In addition, GPFs were also selected in segmentally duplicated regions by examining pairs of non-TE related paralogous genes [21]. The mean and SD of the difference in exon number in the coding region between duplicated genes were calculated to be 0 and 1.98, respectively. Mean and standard deviation of the difference in the protein length between the two members in each pair were calculated to be 0 and 137 amino acids, respectively. Pairs, for which the absolute difference in length or exon number was above 2*SD were selected for further analysis with the longest gene in the pair hypothesized to be the parent gene, and the shortest the gene targeted for investigation. Finally, non-TE single-exon genes located in segmentally duplicated regions that lacked a duplicate gene were targeted for investigation.

BLAST searches

With the exception of the genes in the segmentally duplicated category which, by definition, have a pre-determined parent, parent genes were identified by alignment of the 16,284 fully-supported genes annotated in Osa1 Release 5 to the genomic sequence of the GPFs, hereafter referred to as Locus Targeted for Investigation (LTIs, see Additional file 2). A LTI was defined as the genomic sequence of a GPF with a buffer of 100 bases flanking the GPF (see Additional file 2). The parent gene set was searched, using TBLASTN, against all the LTIs (with the exception of short genes in segmentally duplicated regions for which the long paralog is the parent) with E value < 10-10 and identity cut-off ≥ 40% [17]. The BLAST results were parsed using a set of perl scripts to identify the best non-overlapping aligning protein(s) to each candidate region. Similar to PseudoPipe [16], the alignments of a single protein to a LTI were "merged" into super-alignments by recording the left-most and right-most coordinates of all the alignments for the subject-query pair. Overlapping and redundant super-alignments from different proteins were then resolved by selecting the multi-exon protein comprising the alignment with the smallest E-value as the putative parent gene for that sub-region. In this manner, a LTI can be paired with more than one group of non-overlapping alignments which could lead to several parent genes and hence several pseudogenes [16]. Multi-exon genes with less homology to the LTI were given precedence over single-exon genes due to the possibility that single-exon gene parent might themselves be of retrotransposed origin [10]. In cases where no alignment was derived from multi-exon genes, the protein with the smallest E value was selected as the parent.

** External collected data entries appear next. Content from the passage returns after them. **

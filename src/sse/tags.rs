//! Embedded tag extraction.
//!
//! The backend layers two in-band tag grammars on top of the content
//! channel: `<think>…</think>` for reasoning and `<tool>…</tool>` for tool
//! invocations. Extraction runs over the full accumulated raw content on
//! every update, so a tag split across chunk boundaries is handled once both
//! halves have arrived. Only balanced pairs are extracted; an opening tag
//! that never closes stays in the text as literal markup.

use once_cell::sync::Lazy;
use regex::Regex;

static THINK_RE: Lazy<Regex> =
    Lazy::new(|| Regex::new(r"(?s)<think>(.*?)</think>").expect("Invalid think tag regex"));

static TOOL_RE: Lazy<Regex> =
    Lazy::new(|| Regex::new(r"(?s)<tool>(.*?)</tool>").expect("Invalid tool tag regex"));

/// Result of one extraction pass.
#[derive(Debug, Clone, Default, PartialEq, Eq)]
pub struct TagExtraction {
    /// Text with all matched tag regions removed.
    pub display: String,
    /// Inner texts of every `<think>` pair, concatenated in document order
    /// with no separator.
    pub thinking: String,
    /// Tool names from every `<tool>` pair: split by line, trimmed, empties
    /// dropped, deduplicated by first occurrence.
    pub tool_names: Vec<String>,
}

/// Extract thinking and tool regions from accumulated raw content.
pub fn extract_tags(raw: &str) -> TagExtraction {
    let mut thinking = String::new();
    for cap in THINK_RE.captures_iter(raw) {
        thinking.push_str(&cap[1]);
    }
    let without_think = THINK_RE.replace_all(raw, "");

    let mut tool_names: Vec<String> = Vec::new();
    for cap in TOOL_RE.captures_iter(&without_think) {
        for line in cap[1].lines() {
            let name = line.trim();
            if !name.is_empty() && !tool_names.iter().any(|n| n == name) {
                tool_names.push(name.to_string());
            }
        }
    }
    let display = TOOL_RE.replace_all(&without_think, "").into_owned();

    TagExtraction {
        display,
        thinking,
        tool_names,
    }
}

Global alignment of loci targeted for investigation to parent genes

The coordinates of the LTI were recalculated so that the alignment determined by BLAST was at the center and flanked on each side by a genomic region three times the size of the putative parent protein. This adjustment permitted more optimal global alignment of the putative parent in instances when the latter aligned only partially and to the extremity of the candidate region in the BLAST step.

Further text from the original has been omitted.